INSTRUCTIONS TO FOLLOW
Count up the lines below containing the word "OrderBook", and give the result with no other words.

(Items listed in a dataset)
______________________________
//! Trader engine: per-trader order books, equity, and per-frame evaluation.
//!
//! Orders are never rewound. A trader only processes frames strictly later
//! than the last one it saw, so scrubbing backward replays indicators but
//! leaves order state as it was.

use super::error::ConfigError;
use super::indicator_engine::IndicatorEngine;
use crate::components::{
    History, IndicatorOutput, IndicatorView, PluginError, PluginRegistry, Trader, TraderContext,
};
use crate::domain::params::{param_bool, param_f64};
use crate::domain::{Candle, Params};
use crate::orders::{OrderBook, Quote, TriggerPolicy};
use chrono::NaiveDateTime;

/// Balance every trader starts from.
pub const DEFAULT_START_BALANCE: f64 = 10_000.0;

struct TraderSlot {
    name: String,
    module: String,
    params: Params,
    plugin: Box<dyn Trader>,
    book: OrderBook,
    has_initialize: bool,
    persist: bool,
    equity: Vec<f64>,
    last_equity_idx: Option<usize>,
    last_time: Option<NaiveDateTime>,
    initialized: bool,
}

pub struct TraderEngine {
    slots: Vec<TraderSlot>,
    start_balance: f64,
    policy: TriggerPolicy,
    len: usize,
}

impl Default for TraderEngine {
    fn default() -> Self {
        Self {
            slots: Vec::new(),
            start_balance: DEFAULT_START_BALANCE,
            policy: TriggerPolicy::default(),
            len: 0,
        }
    }
}

impl TraderEngine {
    pub fn new() -> Self {
        Self::default()
    }

    pub fn len(&self) -> usize {
        self.slots.len()
    }

    pub fn is_empty(&self) -> bool {
        self.slots.is_empty()
    }

    pub fn names(&self) -> impl Iterator<Item = &str> {
        self.slots.iter().map(|s| s.name.as_str())
    }

    pub fn contains(&self, name: &str) -> bool {
        self.slots.iter().any(|s| s.name == name)
    }

    fn slot(&self, name: &str) -> Option<&TraderSlot> {
        self.slots.iter().find(|s| s.name == name)
    }

    /// Add a trader and the indicators it depends on, or nothing at all.
    pub fn add(
        &mut self,
        registry: &PluginRegistry,
        indicators: &mut IndicatorEngine,
        name: &str,
        module: &str,
        params: &Params,
    ) -> Result<(), ConfigError> {
        if self.contains(name) {
            return Err(ConfigError::DuplicateName(name.to_string()));
        }
        let entry = registry.trader(module)?;
        let resolved = entry.descriptor.resolve_params(params)?;

        // Stage on a scratch copy so a failing dependency leaves `indicators` as it was.
        let mut staged = indicators.rebuilt(registry, 0)?;
        for dep in (entry.dependencies)(&resolved) {
            staged.add_dependency(registry, &dep.name, &dep.module, &dep.params)?;
        }
        for dep in (entry.dependencies)(&resolved) {
            indicators.add_dependency(registry, &dep.name, &dep.module, &dep.params)?;
        }

        let slot = self.build_slot(registry, name.to_string(), module.to_string(), resolved)?;
        self.slots.push(slot);
        tracing::info!(trader = name, module, "trader added");
        Ok(())
    }

    fn build_slot(
        &self,
        registry: &PluginRegistry,
        name: String,
        module: String,
        params: Params,
    ) -> Result<TraderSlot, ConfigError> {
        let entry = registry.trader(&module)?;
        Ok(TraderSlot {
            plugin: (entry.build)(&params),
            book: OrderBook::new(param_f64(&params, "spread", 0.0)),
            has_initialize: entry.descriptor.has_initialize,
            persist: param_bool(&params, "persist", true),
            equity: vec![f64::NAN; self.len],
            last_equity_idx: None,
            last_time: None,
            initialized: false,
            name,
            module,
            params,
        })
    }

    /// Fresh traders with empty books, sized for `len` candles.
    pub fn rebuilt(
        &self,
        registry: &PluginRegistry,
        len: usize,
        policy: TriggerPolicy,
    ) -> Result<Self, ConfigError> {
        let mut engine = Self {
            slots: Vec::with_capacity(self.slots.len()),
            start_balance: self.start_balance,
            policy,
            len,
        };
        for slot in &self.slots {
            let fresh = engine.build_slot(
                registry,
                slot.name.clone(),
                slot.module.clone(),
                slot.params.clone(),
            )?;
            engine.slots.push(fresh);
        }
        Ok(engine)
    }

    /// Warm up every trader over `max(1, start - lookback)..=start`.
    pub fn init(
        &mut self,
        candles: &[Candle],
        outputs: &[IndicatorOutput],
        start: usize,
        lookback: usize,
    ) {
        let first = start.saturating_sub(lookback).max(1);
        for index in first..=start.min(candles.len().saturating_sub(1)) {
            let history = History::new(candles[index], &candles[..index]);
            let view = IndicatorView::new(outputs, index);
            for slot in self.slots.iter_mut().filter(|s| s.has_initialize) {
                slot.plugin.initialize(&history, &view);
            }
        }
        for slot in &mut self.slots {
            slot.initialized = true;
            slot.last_time = None;
        }
    }

    /// Advance orders, then let each trader act, for a frame at `time`.
    pub fn update(
        &mut self,
        history: &History<'_>,
        outputs: &[IndicatorOutput],
        time: NaiveDateTime,
    ) -> Vec<PluginError> {
        let index = history.index();
        let candle = *history.current();
        let quote = Quote::at(time, candle.close).with_range(candle.low, candle.high);
        let mut errors = Vec::new();

        for slot in &mut self.slots {
            if !slot.initialized {
                let err = PluginError::NotInitialized(slot.name.clone());
                tracing::warn!("{err}");
                errors.push(err);
                continue;
            }
            if slot.last_time.is_some_and(|last| time <= last) {
                continue;
            }
            slot.last_time = Some(time);
            slot.book.update(&quote, self.policy);

            let mut ctx = TraderContext::new(
                &slot.name,
                *history,
                IndicatorView::new(outputs, index),
                &mut slot.book,
                quote,
            );
            slot.plugin.calculate(&mut ctx);

            let equity = self.start_balance
                + slot.book.realized_profit()
                + slot.book.floating_profit(quote.price);
            if !slot.persist {
                if let Some(last) = slot.last_equity_idx {
                    slot.equity[last] = f64::NAN;
                }
            }
            if let Some(value) = slot.equity.get_mut(index) {
                *value = equity;
                slot.last_equity_idx = Some(index);
            }
        }
        errors
    }

    /// Start balance plus realized profit of one trader, or of all when `name` is None.
    pub fn balance(&self, name: Option<&str>) -> f64 {
        let realized: f64 = self
            .slots
            .iter()
            .filter(|s| name.map_or(true, |n| s.name == n))
            .map(|s| s.book.realized_profit())
            .sum();
        self.start_balance + realized
    }

    pub fn equity(&self, name: &str) -> Option<&[f64]> {
        self.slot(name).map(|s| s.equity.as_slice())
    }

    pub fn book(&self, name: &str) -> Option<&OrderBook> {
        self.slot(name).map(|s| &s.book)
    }
}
______________________________
RESPONSE TO THIS EXERCISE
4